Problem details » The records that follow must be printed exactly as they are.
+++ Data records
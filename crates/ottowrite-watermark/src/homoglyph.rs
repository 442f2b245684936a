//! Homoglyph substitution.
//!
//! Watermark-eligible Latin letters are swapped for visually identical
//! Cyrillic code points when the next bit of the identifier stream is 1, and
//! left untouched when it is 0. One bit is consumed per eligible letter
//! encountered; once the stream is exhausted the text passes through
//! unchanged.

use crate::bits::BitCursor;

/// Latin letter -> Cyrillic look-alike. Only these letters are ever touched.
pub const HOMOGLYPH_PAIRS: [(char, char); 16] = [
    ('a', '\u{0430}'),
    ('e', '\u{0435}'),
    ('o', '\u{043E}'),
    ('p', '\u{0440}'),
    ('c', '\u{0441}'),
    ('x', '\u{0445}'),
    ('y', '\u{0443}'),
    ('i', '\u{0456}'),
    ('A', '\u{0410}'),
    ('E', '\u{0415}'),
    ('O', '\u{041E}'),
    ('P', '\u{0420}'),
    ('C', '\u{0421}'),
    ('X', '\u{0425}'),
    ('Y', '\u{0423}'),
    ('I', '\u{0406}'),
];

fn substitute_for(c: char) -> Option<char> {
    HOMOGLYPH_PAIRS
        .iter()
        .find(|(latin, _)| *latin == c)
        .map(|(_, glyph)| *glyph)
}

fn latin_for(c: char) -> Option<char> {
    HOMOGLYPH_PAIRS
        .iter()
        .find(|(_, glyph)| *glyph == c)
        .map(|(latin, _)| *latin)
}

/// Whether a character belongs to the watermark-eligible Latin set.
pub fn is_eligible(c: char) -> bool {
    substitute_for(c).is_some()
}

/// Encode the bitstream into `text` by substituting eligible letters.
pub fn encode(text: &str, bits: &mut BitCursor) -> String {
    let mut out = String::with_capacity(text.len());
    for c in text.chars() {
        match substitute_for(c) {
            Some(glyph) => match bits.next_bit() {
                Some(true) => out.push(glyph),
                Some(false) | None => out.push(c),
            },
            None => out.push(c),
        }
    }
    out
}

/// Whether any homoglyph code point is present.
pub fn contains_homoglyphs(text: &str) -> bool {
    text.chars().any(|c| latin_for(c).is_some())
}

/// Map homoglyphs back to their Latin originals.
pub fn normalize(text: &str) -> String {
    text.chars().map(|c| latin_for(c).unwrap_or(c)).collect()
}

#[cfg(test)]
mod tests {
    use super::*;

    #[test]
    fn test_only_eligible_letters_substituted() {
        // All-ones stream substitutes every eligible letter it reaches.
        let text = "The explorer carried maps and a copy of the journal.";
        let mut bits = BitCursor::new(&[0xFF; 32]);
        let encoded = encode(text, &mut bits);

        for (orig, enc) in text.chars().zip(encoded.chars()) {
            if is_eligible(orig) {
                assert_ne!(orig, enc, "eligible letter {:?} was not substituted", orig);
            } else {
                assert_eq!(orig, enc, "ineligible character {:?} was altered", orig);
            }
        }
    }

    #[test]
    fn test_zero_bits_leave_text_unchanged() {
        let text = "apace epoxy copy";
        let mut bits = BitCursor::new(&[0x00; 8]);
        assert_eq!(encode(text, &mut bits), text);
    }

    #[test]
    fn test_exhausted_stream_stops_substituting() {
        let text = "aaaaaaaaaa";
        let mut bits = BitCursor::new(&[0xFF]);
        let encoded = encode(text, &mut bits);
        let substituted = encoded.chars().filter(|c| *c == '\u{0430}').count();
        // Eight bits available, so only the first eight letters change.
        assert_eq!(substituted, 8);
        assert!(encoded.ends_with("aa"));
    }

    #[test]
    fn test_one_bit_consumed_per_eligible_letter() {
        let text = "ae xyz!";
        let mut bits = BitCursor::new(&[0xFF]);
        let before = bits.remaining();
        encode(text, &mut bits);
        // a, e, x, y are eligible; z and punctuation are not.
        assert_eq!(before - bits.remaining(), 4);
    }

    #[test]
    fn test_normalize_round_trip() {
        let text = "a precise copy of every chapter";
        let mut bits = BitCursor::new(&[0xFF; 16]);
        let encoded = encode(text, &mut bits);
        assert!(contains_homoglyphs(&encoded));
        assert_eq!(normalize(&encoded), text);
    }

    #[test]
    fn test_visible_text_unaffected_for_plain_ascii() {
        assert!(!contains_homoglyphs("plain text without marks"));
    }
}
//! OttoWrite Audit
//!
//! Pure pieces of the leak-tracking audit trail: the device fingerprint
//! derived from request headers and the anomaly heuristics that run over
//! access-log aggregates. Persistence lives in the store crate.

pub mod detector;
pub mod fingerprint;

pub use detector::{evaluate_session, is_suspicious_user_agent, AnomalySignal, SessionStats};
pub use fingerprint::device_fingerprint;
++++++
The completed task »
filename crates/ottowrite-watermark/src/homoglyph.rs
repository 442f2b245684936a
//! Homoglyph substitution.
//!
//! Watermark-eligible Latin letters are swapped for visually identical
//! Cyrillic code points when the next bit of the identifier stream is 1, and
//! left untouched when it is 0. One bit is consumed per eligible letter
//! encountered; once the stream is exhausted the text passes through
//! unchanged.

use crate::bits::BitCursor;

/// Latin letter -> Cyrillic look-alike. Only these letters are ever touched.
pub const HOMOGLYPH_PAIRS: [(char, char); 16] = [
    ('a', '\u{0430}'),
    ('e', '\u{0435}'),
    ('o', '\u{043E}'),
    ('p', '\u{0440}'),
    ('c', '\u{0441}'),
    ('x', '\u{0445}'),
    ('y', '\u{0443}'),
    ('i', '\u{0456}'),
    ('A', '\u{0410}'),
    ('E', '\u{0415}'),
    ('O', '\u{041E}'),
    ('P', '\u{0420}'),
    ('C', '\u{0421}'),
    ('X', '\u{0425}'),
    ('Y', '\u{0423}'),
    ('I', '\u{0406}'),
];

fn substitute_for(c: char) -> Option<char> {
    HOMOGLYPH_PAIRS
        .iter()
        .find(|(latin, _)| *latin == c)
        .map(|(_, glyph)| *glyph)
}

fn latin_for(c: char) -> Option<char> {
    HOMOGLYPH_PAIRS
        .iter()
        .find(|(_, glyph)| *glyph == c)
        .map(|(latin, _)| *latin)
}

/// Whether a character belongs to the watermark-eligible Latin set.
pub fn is_eligible(c: char) -> bool {
    substitute_for(c).is_some()
}

/// Encode the bitstream into `text` by substituting eligible letters.
pub fn encode(text: &str, bits: &mut BitCursor) -> String {
    let mut out = String::with_capacity(text.len());
    for c in text.chars() {
        match substitute_for(c) {
            Some(glyph) => match bits.next_bit() {
                Some(true) => out.push(glyph),
                Some(false) | None => out.push(c),
            },
            None => out.push(c),
        }
    }
    out
}

/// Whether any homoglyph code point is present.
pub fn contains_homoglyphs(text: &str) -> bool {
    text.chars().any(|c| latin_for(c).is_some())
}

/// Map homoglyphs back to their Latin originals.
pub fn normalize(text: &str) -> String {
    text.chars().map(|c| latin_for(c).unwrap_or(c)).collect()
}

#[cfg(test)]
mod tests {
    use super::*;

    #[test]
    fn test_only_eligible_letters_substituted() {
        // All-ones stream substitutes every eligible letter it reaches.
        let text = "The explorer carried maps and a copy of the journal.";
        let mut bits = BitCursor::new(&[0xFF; 32]);
        let encoded = encode(text, &mut bits);

        for (orig, enc) in text.chars().zip(encoded.chars()) {
            if is_eligible(orig) {
                assert_ne!(orig, enc, "eligible letter {:?} was not substituted", orig);
            } else {
                assert_eq!(orig, enc, "ineligible character {:?} was altered", orig);
            }
        }
    }

    #[test]
    fn test_zero_bits_leave_text_unchanged() {
        let text = "apace epoxy copy";
        let mut bits = BitCursor::new(&[0x00; 8]);
        assert_eq!(encode(text, &mut bits), text);
    }

    #[test]
    fn test_exhausted_stream_stops_substituting() {
        let text = "aaaaaaaaaa";
        let mut bits = BitCursor::new(&[0xFF]);
        let encoded = encode(text, &mut bits);
        let substituted = encoded.chars().filter(|c| *c == '\u{0430}').count();
        // Eight bits available, so only the first eight letters change.
        assert_eq!(substituted, 8);
        assert!(encoded.ends_with("aa"));
    }

    #[test]
    fn test_one_bit_consumed_per_eligible_letter() {
        let text = "ae xyz!";
        let mut bits = BitCursor::new(&[0xFF]);
        let before = bits.remaining();
        encode(text, &mut bits);
        // a, e, x, y are eligible; z and punctuation are not.
        assert_eq!(before - bits.remaining(), 4);
    }

    #[test]
    fn test_normalize_round_trip() {
        let text = "a precise copy of every chapter";
        let mut bits = BitCursor::new(&[0xFF; 16]);
        let encoded = encode(text, &mut bits);
        assert!(contains_homoglyphs(&encoded));
        assert_eq!(normalize(&encoded), text);
    }

    #[test]
    fn test_visible_text_unaffected_for_plain_ascii() {
        assert!(!contains_homoglyphs("plain text without marks"));
    }
}
//! OttoWrite Audit
//!
//! Pure pieces of the leak-tracking audit trail: the device fingerprint
//! derived from request headers and the anomaly heuristics that run over
//! access-log aggregates. Persistence lives in the store crate.

pub mod detector;
pub mod fingerprint;

pub use detector::{evaluate_session, is_suspicious_user_agent, AnomalySignal, SessionStats};
pub use fingerprint::device_fingerprint;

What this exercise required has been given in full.